Life was gently stirred like stock.

At a farmer’s market in his thirtieth year, Trevor bumped into a woman and overturned her basket. Apologies became conversation: strange but so, and stranger still conversations became other conversations. They moved in together, then moved again to a larger place. They celebrated. They travelled. They bought towels. They recalled to others the first meeting over strewn carrots.

The conversations then turned to children, and even as he reluctantly warmed to the picture to which she added loving detail after detail, week by week, he knew that it would never be. Nature flatly forbade it.

In winter he shovelled snow from a long drive, then his neighbour’s drive, sometimes listening to downloaded music categorized as perfect for shovelling to, and sometimes he thought, this is what humans do. In summer he attended barbecues and nursed his second beer while his in-laws told him about property values, how they can surge at any moment and how patterns can be watched for, and often he thought, this is what humans think about. The variety of things humans did and thought about was diminishing; the anthropological perspective was becoming less engrossing, which is to say less diverting, less sustaining. Less safe.

But when his wife became pregnant, Trevor’s curiosity saved him. The question of how it was possible—whether one of those admirers at one of those barbecues had contributed something—turned out not to be nearly so interesting as the changes that came over her, over their days, nights, thoughts. Never before had Trevor been so tempted to take notes: there was so much to observe, to puzzle over. When the baby emerged, he felt utterly helpless. The midwives softly laughed at him; they thought he was a man. Holding his son, he laughed, too.

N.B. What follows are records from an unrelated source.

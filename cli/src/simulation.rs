//! Multi-replica convergence run.
//!
//! Every client owns a `Database<MemoryStore>` and a `Synchronizer` against
//! the shared [`InMemoryRemote`]. Rounds run all clients at once, each one
//! editing records while its own sync is in flight. A settle phase then
//! syncs client after client until the server clock stops moving and
//! nothing is left to push, and the replicas are compared to the server.

use crate::config::Config;
use crate::error::{CliError, Result};
use crate::remote::{InMemoryRemote, RemoteStats};
use futures::future::join_all;
use serde::Serialize;
use serde_json::json;
use std::collections::{BTreeMap, BTreeSet};
use std::ops::AddAssign;
use std::path::Path;
use std::sync::Arc;
use tandem_engine::{
    has_unsynced_changes, AppSchema, ColumnSchema, ColumnType, Condition, Database, DirtyRaw,
    Error as EngineError, LocalStore, MemoryStore, Record, RecordId, SyncOptions, SyncReport, SyncStatus,
    Synchronizer, TableName, TableQuery, TableSchema,
};
use tracing::{debug, info, warn};

pub fn app_schema() -> AppSchema {
    AppSchema::new(1)
        .with_table(TableSchema::new(
            "projects",
            vec![ColumnSchema::required("name", ColumnType::String)],
        ))
        .with_table(TableSchema::new(
            "tasks",
            vec![
                ColumnSchema::required("name", ColumnType::String),
                ColumnSchema::optional("position", ColumnType::Number),
                ColumnSchema::required("is_done", ColumnType::Boolean),
            ],
        ))
}

/// Local writes performed by clients.
#[derive(Debug, Clone, Copy, Default, PartialEq, Eq, Serialize)]
#[serde(rename_all = "camelCase")]
pub struct EditTally {
    pub applied: usize,
    /// Edits of records a concurrent pull destroyed first
    pub skipped: usize,
}

impl EditTally {
    fn record(&mut self, result: std::result::Result<(), EngineError>) -> Result<()> {
        match result {
            Ok(()) => self.applied += 1,
            Err(EngineError::RecordNotFound { table, id }) => {
                debug!(%table, %id, "edited record was destroyed by a pull");
                self.skipped += 1;
            }
            Err(e) => return Err(e.into()),
        }
        Ok(())
    }
}

impl AddAssign for EditTally {
    fn add_assign(&mut self, other: Self) {
        self.applied += other.applied;
        self.skipped += other.skipped;
    }
}

/// Sync outcomes across all clients.
#[derive(Debug, Clone, Copy, Default, PartialEq, Eq, Serialize)]
#[serde(rename_all = "camelCase")]
pub struct SyncTally {
    pub succeeded: usize,
    /// Retryable failures: rejected pushes and concurrent syncs
    pub failed: usize,
    pub conflicts: usize,
    pub left_pending: usize,
}

impl SyncTally {
    fn record(
        &mut self,
        client: usize,
        result: std::result::Result<SyncReport, EngineError>,
    ) -> Result<()> {
        match result {
            Ok(report) => {
                self.succeeded += 1;
                self.conflicts += report.applied.conflicts;
                self.left_pending += report.marked.left_pending;
            }
            Err(e) if e.is_retryable() => {
                debug!(client, error = %e, "sync failed, will retry");
                self.failed += 1;
            }
            Err(e) => return Err(e.into()),
        }
        Ok(())
    }
}

/// A record on which a client disagrees with the server.
#[derive(Debug, Clone, PartialEq, Eq, Serialize)]
pub struct Divergence {
    pub client: usize,
    pub table: TableName,
    pub id: RecordId,
    pub reason: String,
}

/// Outcome of a run, printed as JSON.
#[derive(Debug, Serialize)]
#[serde(rename_all = "camelCase")]
pub struct Summary {
    pub clients: usize,
    pub rounds: usize,
    pub server_clock: u64,
    pub server_records: BTreeMap<TableName, usize>,
    pub edits: EditTally,
    pub syncs: SyncTally,
    pub settle_passes: usize,
    pub remote: RemoteStats,
    pub divergences: Vec<Divergence>,
    pub converged: bool,
}

struct Client {
    index: usize,
    db: Database<MemoryStore>,
    sync: Synchronizer<MemoryStore, InMemoryRemote>,
}

impl Client {
    fn new(index: usize, remote: Arc<InMemoryRemote>, options: SyncOptions) -> Self {
        let db = Database::new(MemoryStore::new(app_schema()));
        let sync = Synchronizer::with_options(db.clone(), remote, options);
        Self { index, db, sync }
    }

    async fn seed(&self, records: usize) -> Result<()> {
        let index = self.index;
        let db = &self.db;
        db.action("seed", |action| async move {
            let projects = db.collection("projects")?;
            let tasks = db.collection("tasks")?;

            let mut prepared = vec![projects.prepare_create(|d| {
                d.set("name", json!(format!("project of client {index}")))
            })?];
            for i in 0..records {
                prepared.push(tasks.prepare_create(|d| {
                    d.set("name", json!(format!("c{index} task {i}")))?;
                    d.set("position", json!(i))
                })?);
            }
            db.batch(&action, prepared).await
        })
        .await?;
        Ok(())
    }

    /// Rename one task, toggle another, delete a third every other round and
    /// create a new one. Targets depend only on the round and client index.
    async fn edit(&self, round: usize) -> Result<EditTally> {
        let db = &self.db;
        let mut tally = EditTally::default();

        let mut live: Vec<Record> = db
            .collection("tasks")?
            .query(Vec::<Condition>::new())
            .await?;
        live.sort_by(|a, b| a.id().cmp(b.id()));

        if !live.is_empty() {
            let offset = round * 7 + self.index * 3;
            let renamed = live[offset % live.len()].clone();
            let toggled = live[(offset + 1) % live.len()].clone();
            let name = json!(format!("c{} round {round}", self.index));
            let done = !toggled
                .get("is_done")
                .and_then(|v| v.as_bool())
                .unwrap_or(false);

            tally.record(
                db.action("rename", |action| async move {
                    db.update(&action, &renamed, |d| d.set("name", name)).await
                })
                .await,
            )?;
            tally.record(
                db.action("toggle", |action| async move {
                    db.update(&action, &toggled, |d| d.set("is_done", json!(done)))
                        .await
                })
                .await,
            )?;

            if round % 2 == 1 && live.len() > 2 {
                let doomed = live[(offset + 2) % live.len()].clone();
                tally.record(
                    db.action("delete", |action| async move {
                        db.mark_as_deleted(&action, &doomed).await
                    })
                    .await,
                )?;
            }
        }

        let index = self.index;
        tally.record(
            db.action("create", |action| async move {
                db.create(&action, "tasks", |d| {
                    d.set("name", json!(format!("c{index} new in round {round}")))?;
                    d.set("position", json!(round))
                })
                .await
                .map(|_| ())
            })
            .await,
        )?;

        Ok(tally)
    }

    /// Records this client disagrees with the server on.
    async fn diverging(
        &self,
        server: &BTreeMap<TableName, BTreeMap<RecordId, DirtyRaw>>,
    ) -> Result<Vec<Divergence>> {
        let mut divergences = Vec::new();
        let empty = BTreeMap::new();

        for table in self.db.schema().tables() {
            let expected = server.get(&table.name).unwrap_or(&empty);
            let local = self
                .db
                .store()
                .query(&TableQuery::new(table.name.as_str()))
                .await?;

            let mut diverge = |id: &RecordId, reason: String| {
                divergences.push(Divergence {
                    client: self.index,
                    table: table.name.clone(),
                    id: id.clone(),
                    reason,
                })
            };

            let mut seen = BTreeSet::new();
            for raw in &local {
                seen.insert(raw.id.clone());
                if raw.status != SyncStatus::Synced {
                    diverge(&raw.id, format!("still {}", raw.status));
                    continue;
                }
                match expected.get(&raw.id) {
                    None => diverge(&raw.id, "missing on server".into()),
                    Some(payload) if *payload != raw.to_sync_payload() => {
                        diverge(&raw.id, "content differs from server".into())
                    }
                    Some(_) => {}
                }
            }
            for id in expected.keys().filter(|id| !seen.contains(*id)) {
                diverge(id, "missing on client".into());
            }
        }

        Ok(divergences)
    }
}

/// Run the whole simulation described by `config`.
pub async fn run(config: &Config) -> Result<Summary> {
    let remote = Arc::new(
        InMemoryRemote::new(config.remote_latency)
            .with_send_created_as_updated(config.send_created_as_updated),
    );
    let options = SyncOptions {
        send_created_as_updated: config.send_created_as_updated,
    };
    let clients: Vec<Client> = (0..config.clients)
        .map(|index| Client::new(index, remote.clone(), options))
        .collect();

    for client in &clients {
        client.seed(config.records).await?;
    }
    info!(
        clients = clients.len(),
        records = config.records,
        "clients seeded"
    );

    let mut edits = EditTally::default();
    let mut syncs = SyncTally::default();

    for round in 0..config.rounds {
        let outcomes = join_all(clients.iter().map(|client| async move {
            let (edited, synced) = tokio::join!(client.edit(round), client.sync.synchronize());
            (client.index, edited, synced)
        }))
        .await;

        for (index, edited, synced) in outcomes {
            edits += edited?;
            syncs.record(index, synced)?;
        }
        info!(round, server_clock = remote.clock(), "round finished");
    }

    let settle_passes = settle(&clients, &remote, &mut syncs).await?;

    let server = remote.live_records();
    let mut divergences = Vec::new();
    for client in &clients {
        divergences.extend(client.diverging(&server).await?);
    }
    for divergence in &divergences {
        warn!(
            client = divergence.client,
            table = %divergence.table,
            id = %divergence.id,
            reason = %divergence.reason,
            "replica diverged"
        );
    }

    if let Some(dir) = &config.snapshot_dir {
        write_snapshots(dir, &clients).await?;
    }

    let summary = Summary {
        clients: clients.len(),
        rounds: config.rounds,
        server_clock: remote.clock(),
        server_records: server
            .iter()
            .map(|(table, records)| (table.clone(), records.len()))
            .collect(),
        edits,
        syncs,
        settle_passes,
        remote: remote.stats(),
        converged: divergences.is_empty(),
        divergences,
    };
    info!(
        converged = summary.converged,
        server_clock = summary.server_clock,
        conflicts = summary.syncs.conflicts,
        rejected_pushes = summary.remote.pushes_rejected,
        "simulation finished"
    );
    Ok(summary)
}

/// Sync clients one after another until a full pass neither moved the
/// server clock nor left anything to push.
async fn settle(
    clients: &[Client],
    remote: &InMemoryRemote,
    syncs: &mut SyncTally,
) -> Result<usize> {
    let max_passes = clients.len() * 4 + 8;

    for pass in 1..=max_passes {
        let clock_before = remote.clock();
        for client in clients {
            syncs.record(client.index, client.sync.synchronize().await)?;
        }

        let mut pending = false;
        for client in clients {
            pending |= has_unsynced_changes(&client.db).await?;
        }
        debug!(pass, pending, clock = remote.clock(), "settle pass");
        if !pending && remote.clock() == clock_before {
            return Ok(pass);
        }
    }

    Err(CliError::NotSettled(max_passes))
}

async fn write_snapshots(dir: &Path, clients: &[Client]) -> Result<()> {
    tokio::fs::create_dir_all(dir).await?;
    for client in clients {
        let json = client.db.store().export_snapshot().to_json_pretty()?;
        let path = dir.join(format!("client-{}.json", client.index));
        tokio::fs::write(&path, json).await?;
        info!(path = %path.display(), "snapshot written");
    }
    Ok(())
}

No sooner had the boy’s childhood proper began than Trevor found himself aggravated by those untruths to which he had become accustomed. The world had so much to say about and to the boy that was untrue: this was withheld, that was simplified, those were lies. Clearly disturbed by his aggravation, his wife suggested a family vacation, to let them all relax.

And there they were poolside, the boy in some activity tent with other children, and he walked to the bar to get their drinks refilled. The sun at least was honest. He was not truly relaxed but he believed he was making a decent show of it, middle-aged belly before him sure to burn. Someone was speaking next to him but not to him. Crowded around the bar were not just guests but a number of resort employees, all straining to see the television screen.

According to the halting news anchor, it had begun in zoos: any with even a small population of the animals found itself under attack, synchronized attacks. Not, repeat, not a hoax. Carefully planned escapes followed by. Some sort of strange weapons, it wasn’t clear what or where they had. Not a hoax. Australian authorities could not be reached for… It is unclear what… Casualties mounting at… The military has been… Anyone in a city with a zoo is advised to… Not a hoax, repeat, not a…

Trevor found himself staring into the pool, which was quickly emptying of swimmers. In the bored sunlight’s bouncing there he saw the face of Rhonda Federman of many years ago, the girl at his school who spoke to nobody, the one person he had never found ridiculous, though he had never figured out why. Her glare of universal reproach was now fixed on him alone.

A biologist was speaking on the television: at any rate, we appear to have gravely underestimated the kangaroo. The swimming pool was now just a pool, not a swimming pool at all, because it had no swimmers, and the water in the pool cannot be said to be swimming, nor for that matter can any pool rightly be called a swimming pool because it does not swim, and with what justice, with what fucking justice should something be labelled for what others may do to it or in it?

This, he found, he was yelling at his wife. Momentarily, she was gone. Rhonda Federman and everyone else were gone. The sun was still there. The atoms, mostly empty space, were even more spaciously empty than it had been explained.